------ Given entries ------

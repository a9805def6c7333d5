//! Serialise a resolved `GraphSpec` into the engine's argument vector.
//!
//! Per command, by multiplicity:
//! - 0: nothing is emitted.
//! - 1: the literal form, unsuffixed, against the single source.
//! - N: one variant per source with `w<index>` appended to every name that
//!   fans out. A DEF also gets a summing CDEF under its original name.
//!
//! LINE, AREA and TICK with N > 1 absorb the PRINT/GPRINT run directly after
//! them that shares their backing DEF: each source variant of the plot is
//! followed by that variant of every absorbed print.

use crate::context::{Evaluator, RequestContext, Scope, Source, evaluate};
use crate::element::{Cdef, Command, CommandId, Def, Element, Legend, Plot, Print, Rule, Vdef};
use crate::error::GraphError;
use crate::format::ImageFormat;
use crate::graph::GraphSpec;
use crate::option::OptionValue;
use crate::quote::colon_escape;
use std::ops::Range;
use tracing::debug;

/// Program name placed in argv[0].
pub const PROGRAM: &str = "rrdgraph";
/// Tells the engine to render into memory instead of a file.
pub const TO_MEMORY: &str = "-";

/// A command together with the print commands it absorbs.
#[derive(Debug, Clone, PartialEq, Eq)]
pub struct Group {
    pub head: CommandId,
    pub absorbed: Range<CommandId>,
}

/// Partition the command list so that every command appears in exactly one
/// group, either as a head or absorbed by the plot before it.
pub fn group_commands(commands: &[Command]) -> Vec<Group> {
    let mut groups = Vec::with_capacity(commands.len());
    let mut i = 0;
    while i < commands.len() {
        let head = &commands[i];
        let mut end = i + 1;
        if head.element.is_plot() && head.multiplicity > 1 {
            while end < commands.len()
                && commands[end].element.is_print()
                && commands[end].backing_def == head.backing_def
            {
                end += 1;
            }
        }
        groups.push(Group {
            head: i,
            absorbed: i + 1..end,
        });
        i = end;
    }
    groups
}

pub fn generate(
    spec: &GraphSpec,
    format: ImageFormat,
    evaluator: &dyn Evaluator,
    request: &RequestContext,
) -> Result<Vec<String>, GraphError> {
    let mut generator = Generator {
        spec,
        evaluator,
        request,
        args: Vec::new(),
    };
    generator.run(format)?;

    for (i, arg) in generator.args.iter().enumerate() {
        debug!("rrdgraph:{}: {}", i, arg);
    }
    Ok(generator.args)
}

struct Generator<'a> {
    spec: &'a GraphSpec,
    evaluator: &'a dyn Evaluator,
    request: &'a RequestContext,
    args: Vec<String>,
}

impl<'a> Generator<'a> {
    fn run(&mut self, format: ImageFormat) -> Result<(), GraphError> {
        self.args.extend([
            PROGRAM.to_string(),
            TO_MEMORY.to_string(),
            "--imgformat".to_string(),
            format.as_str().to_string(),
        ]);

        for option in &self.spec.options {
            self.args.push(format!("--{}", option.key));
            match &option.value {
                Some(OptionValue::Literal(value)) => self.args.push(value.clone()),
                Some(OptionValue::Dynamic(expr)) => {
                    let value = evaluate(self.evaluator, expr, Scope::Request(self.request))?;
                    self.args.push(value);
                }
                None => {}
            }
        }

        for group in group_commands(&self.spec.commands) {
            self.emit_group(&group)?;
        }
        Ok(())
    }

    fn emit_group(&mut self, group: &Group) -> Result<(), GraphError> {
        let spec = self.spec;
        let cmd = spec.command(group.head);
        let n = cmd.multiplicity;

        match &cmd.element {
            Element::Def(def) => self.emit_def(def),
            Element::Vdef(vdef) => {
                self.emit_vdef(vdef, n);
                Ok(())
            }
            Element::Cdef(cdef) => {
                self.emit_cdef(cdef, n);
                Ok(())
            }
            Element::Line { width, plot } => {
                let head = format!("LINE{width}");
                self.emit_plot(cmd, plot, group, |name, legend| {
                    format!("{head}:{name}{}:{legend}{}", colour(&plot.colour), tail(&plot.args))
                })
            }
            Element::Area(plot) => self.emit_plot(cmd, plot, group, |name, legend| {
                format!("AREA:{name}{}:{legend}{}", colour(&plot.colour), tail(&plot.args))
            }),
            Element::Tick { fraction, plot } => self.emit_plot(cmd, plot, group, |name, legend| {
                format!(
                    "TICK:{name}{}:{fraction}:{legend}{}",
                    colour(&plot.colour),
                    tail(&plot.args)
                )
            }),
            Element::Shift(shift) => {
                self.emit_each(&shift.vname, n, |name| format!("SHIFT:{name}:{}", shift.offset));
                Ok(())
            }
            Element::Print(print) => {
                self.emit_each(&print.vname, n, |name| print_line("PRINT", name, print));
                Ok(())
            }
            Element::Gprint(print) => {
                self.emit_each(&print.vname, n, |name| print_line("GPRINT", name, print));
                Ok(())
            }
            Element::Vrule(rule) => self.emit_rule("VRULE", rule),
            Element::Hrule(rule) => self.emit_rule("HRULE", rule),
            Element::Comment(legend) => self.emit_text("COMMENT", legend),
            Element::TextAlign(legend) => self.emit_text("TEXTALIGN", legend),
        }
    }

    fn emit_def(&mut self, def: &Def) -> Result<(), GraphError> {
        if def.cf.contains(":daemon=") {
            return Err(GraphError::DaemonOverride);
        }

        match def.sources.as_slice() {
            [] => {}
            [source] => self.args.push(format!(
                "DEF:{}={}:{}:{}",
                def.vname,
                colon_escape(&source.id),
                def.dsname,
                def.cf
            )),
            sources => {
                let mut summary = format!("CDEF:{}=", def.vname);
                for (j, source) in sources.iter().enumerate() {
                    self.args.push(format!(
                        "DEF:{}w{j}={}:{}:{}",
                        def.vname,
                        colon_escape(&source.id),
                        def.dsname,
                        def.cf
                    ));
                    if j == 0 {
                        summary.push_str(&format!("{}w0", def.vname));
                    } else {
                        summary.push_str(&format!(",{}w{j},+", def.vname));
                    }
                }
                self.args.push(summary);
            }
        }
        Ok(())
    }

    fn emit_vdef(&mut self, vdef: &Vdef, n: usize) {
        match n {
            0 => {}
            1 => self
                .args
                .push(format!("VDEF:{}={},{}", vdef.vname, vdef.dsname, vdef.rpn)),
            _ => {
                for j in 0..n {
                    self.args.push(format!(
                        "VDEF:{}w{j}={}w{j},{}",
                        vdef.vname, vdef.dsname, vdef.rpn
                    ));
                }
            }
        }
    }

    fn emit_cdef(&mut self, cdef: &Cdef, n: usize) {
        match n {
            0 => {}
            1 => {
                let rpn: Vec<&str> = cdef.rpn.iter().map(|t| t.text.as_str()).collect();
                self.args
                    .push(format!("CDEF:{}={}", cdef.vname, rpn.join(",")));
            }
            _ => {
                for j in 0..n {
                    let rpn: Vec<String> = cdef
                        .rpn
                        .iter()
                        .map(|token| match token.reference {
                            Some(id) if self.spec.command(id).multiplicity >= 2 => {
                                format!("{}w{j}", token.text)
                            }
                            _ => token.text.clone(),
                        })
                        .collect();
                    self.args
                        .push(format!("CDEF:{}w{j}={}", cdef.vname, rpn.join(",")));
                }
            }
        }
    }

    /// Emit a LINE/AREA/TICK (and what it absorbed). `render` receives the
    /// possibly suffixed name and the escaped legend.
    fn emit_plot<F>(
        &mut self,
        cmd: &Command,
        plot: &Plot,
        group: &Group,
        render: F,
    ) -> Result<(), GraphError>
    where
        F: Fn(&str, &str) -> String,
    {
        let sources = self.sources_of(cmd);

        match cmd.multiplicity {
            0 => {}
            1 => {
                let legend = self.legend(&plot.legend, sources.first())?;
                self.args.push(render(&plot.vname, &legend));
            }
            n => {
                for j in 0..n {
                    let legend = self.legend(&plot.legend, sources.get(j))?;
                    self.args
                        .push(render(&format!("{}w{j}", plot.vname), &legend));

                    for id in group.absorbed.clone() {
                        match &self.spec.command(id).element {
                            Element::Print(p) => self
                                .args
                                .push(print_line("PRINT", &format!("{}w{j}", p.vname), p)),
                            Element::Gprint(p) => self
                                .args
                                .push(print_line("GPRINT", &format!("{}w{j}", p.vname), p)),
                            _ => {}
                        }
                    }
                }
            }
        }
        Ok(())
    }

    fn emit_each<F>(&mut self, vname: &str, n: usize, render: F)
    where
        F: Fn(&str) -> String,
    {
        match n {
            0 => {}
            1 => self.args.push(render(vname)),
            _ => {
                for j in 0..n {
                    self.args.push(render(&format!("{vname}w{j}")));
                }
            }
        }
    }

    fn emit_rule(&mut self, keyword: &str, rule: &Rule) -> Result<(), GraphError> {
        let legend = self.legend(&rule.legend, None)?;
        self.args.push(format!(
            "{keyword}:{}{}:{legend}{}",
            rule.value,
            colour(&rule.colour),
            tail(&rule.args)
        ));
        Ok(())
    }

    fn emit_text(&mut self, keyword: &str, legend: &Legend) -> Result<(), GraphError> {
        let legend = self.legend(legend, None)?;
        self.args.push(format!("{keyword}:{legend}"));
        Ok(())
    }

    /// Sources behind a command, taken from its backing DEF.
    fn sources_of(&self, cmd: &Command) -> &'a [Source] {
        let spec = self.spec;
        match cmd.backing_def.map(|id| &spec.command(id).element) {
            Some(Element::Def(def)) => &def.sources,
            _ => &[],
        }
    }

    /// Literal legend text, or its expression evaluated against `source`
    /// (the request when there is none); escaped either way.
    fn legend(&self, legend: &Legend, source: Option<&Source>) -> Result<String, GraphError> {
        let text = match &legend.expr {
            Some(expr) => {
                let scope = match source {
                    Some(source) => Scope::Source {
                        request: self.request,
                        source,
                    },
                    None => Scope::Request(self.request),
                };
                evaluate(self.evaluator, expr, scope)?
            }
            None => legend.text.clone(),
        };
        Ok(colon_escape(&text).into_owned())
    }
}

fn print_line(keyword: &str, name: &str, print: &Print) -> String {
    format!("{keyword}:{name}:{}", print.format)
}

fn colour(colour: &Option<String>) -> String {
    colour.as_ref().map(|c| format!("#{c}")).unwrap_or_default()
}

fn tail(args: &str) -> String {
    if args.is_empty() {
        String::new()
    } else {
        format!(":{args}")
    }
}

------
------ Given entries ------

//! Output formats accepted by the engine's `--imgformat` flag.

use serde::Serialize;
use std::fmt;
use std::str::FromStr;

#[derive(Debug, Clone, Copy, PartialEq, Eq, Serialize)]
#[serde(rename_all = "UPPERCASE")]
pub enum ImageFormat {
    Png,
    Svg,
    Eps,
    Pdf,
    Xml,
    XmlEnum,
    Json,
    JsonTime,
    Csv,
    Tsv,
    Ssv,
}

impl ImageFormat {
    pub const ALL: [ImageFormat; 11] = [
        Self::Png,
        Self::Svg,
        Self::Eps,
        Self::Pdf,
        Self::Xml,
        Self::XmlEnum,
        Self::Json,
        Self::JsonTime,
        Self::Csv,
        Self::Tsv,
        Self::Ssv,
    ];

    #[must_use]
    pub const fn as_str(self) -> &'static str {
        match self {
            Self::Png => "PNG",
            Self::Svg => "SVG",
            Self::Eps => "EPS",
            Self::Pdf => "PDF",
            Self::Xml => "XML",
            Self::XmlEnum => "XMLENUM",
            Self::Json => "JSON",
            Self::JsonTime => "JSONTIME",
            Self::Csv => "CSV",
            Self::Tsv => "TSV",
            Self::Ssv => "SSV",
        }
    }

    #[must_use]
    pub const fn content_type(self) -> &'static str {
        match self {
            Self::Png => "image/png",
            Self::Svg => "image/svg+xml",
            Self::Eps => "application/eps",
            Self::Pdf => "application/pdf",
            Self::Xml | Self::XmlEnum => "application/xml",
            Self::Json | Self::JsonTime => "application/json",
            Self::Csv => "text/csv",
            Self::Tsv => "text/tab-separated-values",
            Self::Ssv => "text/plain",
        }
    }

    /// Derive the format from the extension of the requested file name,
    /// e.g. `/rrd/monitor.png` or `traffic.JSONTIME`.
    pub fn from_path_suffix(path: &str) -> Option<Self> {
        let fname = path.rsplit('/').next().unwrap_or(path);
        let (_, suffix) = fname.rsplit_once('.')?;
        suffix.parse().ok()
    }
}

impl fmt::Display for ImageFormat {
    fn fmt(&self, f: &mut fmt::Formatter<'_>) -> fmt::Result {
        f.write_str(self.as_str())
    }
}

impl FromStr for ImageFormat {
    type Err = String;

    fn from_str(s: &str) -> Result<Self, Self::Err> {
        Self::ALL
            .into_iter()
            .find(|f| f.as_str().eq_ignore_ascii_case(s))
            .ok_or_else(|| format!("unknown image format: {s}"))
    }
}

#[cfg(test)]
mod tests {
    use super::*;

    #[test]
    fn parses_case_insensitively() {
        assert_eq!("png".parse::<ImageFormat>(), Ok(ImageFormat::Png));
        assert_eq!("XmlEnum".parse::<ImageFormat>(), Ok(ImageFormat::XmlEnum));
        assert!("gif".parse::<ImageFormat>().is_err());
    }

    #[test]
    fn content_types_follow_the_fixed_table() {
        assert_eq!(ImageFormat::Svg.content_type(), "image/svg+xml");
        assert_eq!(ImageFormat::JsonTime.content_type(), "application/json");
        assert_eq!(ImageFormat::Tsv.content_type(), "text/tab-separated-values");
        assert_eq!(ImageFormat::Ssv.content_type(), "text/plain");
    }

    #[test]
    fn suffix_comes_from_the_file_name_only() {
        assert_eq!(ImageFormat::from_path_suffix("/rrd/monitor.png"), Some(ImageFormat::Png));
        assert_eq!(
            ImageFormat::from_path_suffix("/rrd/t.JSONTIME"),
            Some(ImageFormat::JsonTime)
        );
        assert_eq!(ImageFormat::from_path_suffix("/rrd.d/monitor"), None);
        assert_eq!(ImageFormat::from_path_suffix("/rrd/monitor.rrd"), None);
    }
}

------
------ Given entries ------

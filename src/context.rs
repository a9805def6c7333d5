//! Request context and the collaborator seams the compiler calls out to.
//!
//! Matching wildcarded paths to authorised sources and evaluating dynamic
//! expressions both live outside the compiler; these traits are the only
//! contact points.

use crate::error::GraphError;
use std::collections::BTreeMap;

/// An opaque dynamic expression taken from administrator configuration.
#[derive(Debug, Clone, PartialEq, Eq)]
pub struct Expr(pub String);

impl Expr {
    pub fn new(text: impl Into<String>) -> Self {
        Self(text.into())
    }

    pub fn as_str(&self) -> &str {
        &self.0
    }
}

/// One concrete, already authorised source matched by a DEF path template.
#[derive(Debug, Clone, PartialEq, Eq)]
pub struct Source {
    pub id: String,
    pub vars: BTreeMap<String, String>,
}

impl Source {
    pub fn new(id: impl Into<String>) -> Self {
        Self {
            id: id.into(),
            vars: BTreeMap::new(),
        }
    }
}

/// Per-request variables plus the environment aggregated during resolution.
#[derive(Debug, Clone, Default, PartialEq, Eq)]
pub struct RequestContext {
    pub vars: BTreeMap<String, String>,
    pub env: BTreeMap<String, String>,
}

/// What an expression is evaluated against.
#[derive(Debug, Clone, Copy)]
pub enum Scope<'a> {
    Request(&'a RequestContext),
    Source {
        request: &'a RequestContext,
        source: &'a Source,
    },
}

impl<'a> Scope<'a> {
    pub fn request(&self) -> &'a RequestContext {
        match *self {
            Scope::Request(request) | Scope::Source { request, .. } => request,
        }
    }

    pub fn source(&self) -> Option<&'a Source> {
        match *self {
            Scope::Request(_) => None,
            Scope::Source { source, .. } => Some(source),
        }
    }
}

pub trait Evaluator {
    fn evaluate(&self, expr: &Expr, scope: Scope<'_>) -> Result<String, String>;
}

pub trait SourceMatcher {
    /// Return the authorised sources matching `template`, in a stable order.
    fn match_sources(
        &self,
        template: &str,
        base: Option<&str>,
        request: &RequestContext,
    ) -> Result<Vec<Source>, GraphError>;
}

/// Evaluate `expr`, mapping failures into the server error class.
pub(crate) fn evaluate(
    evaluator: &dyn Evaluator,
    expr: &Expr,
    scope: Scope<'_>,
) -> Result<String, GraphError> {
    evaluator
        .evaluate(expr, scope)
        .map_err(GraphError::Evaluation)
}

------

Where the word "monitor" appears in a line of the entries above, count that line; give only the number.

■ Output for this exercise
4